[Stored items]
------------
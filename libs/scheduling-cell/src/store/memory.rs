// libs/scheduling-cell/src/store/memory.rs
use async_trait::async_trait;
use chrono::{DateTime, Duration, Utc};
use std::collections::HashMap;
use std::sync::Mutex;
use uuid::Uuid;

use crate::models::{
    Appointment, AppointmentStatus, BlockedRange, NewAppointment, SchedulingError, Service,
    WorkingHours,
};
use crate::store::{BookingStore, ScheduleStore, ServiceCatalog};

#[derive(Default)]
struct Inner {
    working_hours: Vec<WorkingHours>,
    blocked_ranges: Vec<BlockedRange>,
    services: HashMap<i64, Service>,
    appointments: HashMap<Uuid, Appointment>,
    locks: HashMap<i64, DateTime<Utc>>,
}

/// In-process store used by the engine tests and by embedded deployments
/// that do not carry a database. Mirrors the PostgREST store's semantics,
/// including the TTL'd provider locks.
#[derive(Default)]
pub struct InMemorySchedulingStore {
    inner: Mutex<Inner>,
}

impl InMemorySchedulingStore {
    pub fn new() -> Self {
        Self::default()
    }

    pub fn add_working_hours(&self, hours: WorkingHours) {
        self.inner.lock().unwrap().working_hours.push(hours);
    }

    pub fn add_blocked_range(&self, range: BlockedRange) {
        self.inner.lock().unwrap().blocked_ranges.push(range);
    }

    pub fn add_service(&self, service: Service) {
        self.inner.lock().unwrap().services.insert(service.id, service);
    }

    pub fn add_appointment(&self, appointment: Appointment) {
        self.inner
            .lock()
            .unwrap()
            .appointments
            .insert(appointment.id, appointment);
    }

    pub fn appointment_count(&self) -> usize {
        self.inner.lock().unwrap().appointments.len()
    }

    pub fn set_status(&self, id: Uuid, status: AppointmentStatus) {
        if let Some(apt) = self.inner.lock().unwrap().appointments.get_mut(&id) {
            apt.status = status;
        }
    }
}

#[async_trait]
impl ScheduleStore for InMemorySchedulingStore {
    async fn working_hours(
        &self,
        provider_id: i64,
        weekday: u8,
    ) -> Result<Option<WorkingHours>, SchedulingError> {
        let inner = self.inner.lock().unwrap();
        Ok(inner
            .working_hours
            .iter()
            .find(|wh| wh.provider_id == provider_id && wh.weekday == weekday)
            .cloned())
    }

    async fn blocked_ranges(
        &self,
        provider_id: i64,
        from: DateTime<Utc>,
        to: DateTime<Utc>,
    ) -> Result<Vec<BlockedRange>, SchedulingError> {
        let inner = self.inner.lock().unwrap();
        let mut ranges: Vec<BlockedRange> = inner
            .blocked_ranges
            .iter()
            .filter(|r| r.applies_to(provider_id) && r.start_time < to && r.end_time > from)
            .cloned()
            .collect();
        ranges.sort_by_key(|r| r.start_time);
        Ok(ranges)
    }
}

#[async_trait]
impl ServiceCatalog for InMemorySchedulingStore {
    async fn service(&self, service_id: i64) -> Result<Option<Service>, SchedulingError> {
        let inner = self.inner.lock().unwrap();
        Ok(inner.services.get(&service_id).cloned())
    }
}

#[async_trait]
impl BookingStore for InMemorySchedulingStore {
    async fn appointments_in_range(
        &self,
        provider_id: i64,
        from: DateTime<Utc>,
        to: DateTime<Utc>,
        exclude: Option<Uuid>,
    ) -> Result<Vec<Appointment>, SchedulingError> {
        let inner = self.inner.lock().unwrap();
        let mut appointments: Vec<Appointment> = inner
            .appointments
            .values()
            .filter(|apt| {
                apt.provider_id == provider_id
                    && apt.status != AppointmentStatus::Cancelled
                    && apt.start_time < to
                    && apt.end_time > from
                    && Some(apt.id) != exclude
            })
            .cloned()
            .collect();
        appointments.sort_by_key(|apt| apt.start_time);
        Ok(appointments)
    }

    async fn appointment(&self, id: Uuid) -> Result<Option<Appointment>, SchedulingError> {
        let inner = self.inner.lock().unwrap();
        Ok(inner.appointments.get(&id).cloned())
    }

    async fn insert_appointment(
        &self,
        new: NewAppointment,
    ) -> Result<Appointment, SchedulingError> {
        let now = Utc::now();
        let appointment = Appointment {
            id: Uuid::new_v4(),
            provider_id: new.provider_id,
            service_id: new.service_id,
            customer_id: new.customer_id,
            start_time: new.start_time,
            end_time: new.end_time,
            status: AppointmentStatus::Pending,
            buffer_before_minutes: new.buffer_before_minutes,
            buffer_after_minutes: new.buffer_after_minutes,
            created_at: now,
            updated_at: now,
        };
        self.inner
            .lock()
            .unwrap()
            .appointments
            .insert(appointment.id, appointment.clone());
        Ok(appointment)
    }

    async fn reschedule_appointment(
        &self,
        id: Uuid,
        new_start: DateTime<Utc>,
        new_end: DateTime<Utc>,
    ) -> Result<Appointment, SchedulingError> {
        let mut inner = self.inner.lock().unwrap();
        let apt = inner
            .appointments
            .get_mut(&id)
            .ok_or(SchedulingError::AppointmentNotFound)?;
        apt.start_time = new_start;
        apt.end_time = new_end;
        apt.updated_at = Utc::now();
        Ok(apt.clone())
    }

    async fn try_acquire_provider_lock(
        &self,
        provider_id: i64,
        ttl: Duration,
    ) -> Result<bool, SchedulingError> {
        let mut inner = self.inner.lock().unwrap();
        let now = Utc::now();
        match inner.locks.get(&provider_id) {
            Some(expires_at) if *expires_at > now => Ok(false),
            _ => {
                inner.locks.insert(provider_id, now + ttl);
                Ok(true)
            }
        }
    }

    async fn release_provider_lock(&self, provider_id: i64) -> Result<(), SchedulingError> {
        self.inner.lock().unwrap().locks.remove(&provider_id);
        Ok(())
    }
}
------------
▶ _Activity_: Only one span of lines is wanted: the line with "inner.locks.insert(provider_id, now +" and every line after it to the end of the entries, output exactly.

▶ _Output below_:
                inner.locks.insert(provider_id, now + ttl);
                Ok(true)
            }
        }
    }

    async fn release_provider_lock(&self, provider_id: i64) -> Result<(), SchedulingError> {
        self.inner.lock().unwrap().locks.remove(&provider_id);
        Ok(())
    }
}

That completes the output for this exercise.